Phillip J. Eby pje at telecommunity.com
Thu Feb 26 15:06:09 MST 2004


At 03:41 PM 2/26/04 -0500, Bob Ippolito wrote:
>PyProtocols has written-in-C code for acceleration, I bet it wins, even 
>though it does do more work (which I believe happens *up front*, so 
>doesn't really affect runtime performance) with transitive adaptation.

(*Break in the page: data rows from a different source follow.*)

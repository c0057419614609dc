//! Storefront content routes: FAQ and legal pages.

use axum::extract::{Path, State};
use axum::Json;

use frantoio_core::types::{Faq, LegalPage};

use crate::error::ApiError;
use crate::SharedState;

/// `GET /api/v1/content/faqs` - published FAQ entries in display order.
pub async fn list_faqs(State(state): State<SharedState>) -> Result<Json<Vec<Faq>>, ApiError> {
    let faqs = state.db.content().list_published_faqs().await?;
    Ok(Json(faqs))
}

/// `GET /api/v1/content/pages/{slug}` - one legal/marketing page.
pub async fn get_page(
    State(state): State<SharedState>,
    Path(slug): Path<String>,
) -> Result<Json<LegalPage>, ApiError> {
    state
        .db
        .content()
        .get_page_by_slug(&slug)
        .await?
        .map(Json)
        .ok_or_else(|| ApiError::not_found("Page", &slug))
}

Adapter lookup time in PyProtocols is roughly equivalent to 5 attribute 
lookups: __conform__, __adapt__, __class__, __mro__ or __bases__, and 
finally the adapter itself.  All of the transitive computation occurs up 
front, so the actual adapter lookup consists of looking up each class in 
the adaptee's __mro__ in a single dictionary.  (IOW, it's basically the 
same as a Python attribute lookup, which walks the __mro__ and does a 
dictionary lookup for each base class until the attribute is 
found.)  Adapter execution time is of course dependent on what the adapter 
does.  :)

The C code achieved about a 2-4x speedup over pure Python, mainly by 
cutting out function call and loop overhead, not by changing the 
fundamental algorithm, which can't really be improved upon without making 
assumptions I didn't want to make.  For example, if I were willing to 
assume that classes would never have their __bases__ or __mro__ changed, I 
could cache lookup results and thus occasionally save a few dictionary 
lookups.  However, for a general-purpose Python tool, I thought it better 
to support as much of Python's dynamic nature as practical.  (I *do* assume 
that protocol relationships are not dynamic, however.)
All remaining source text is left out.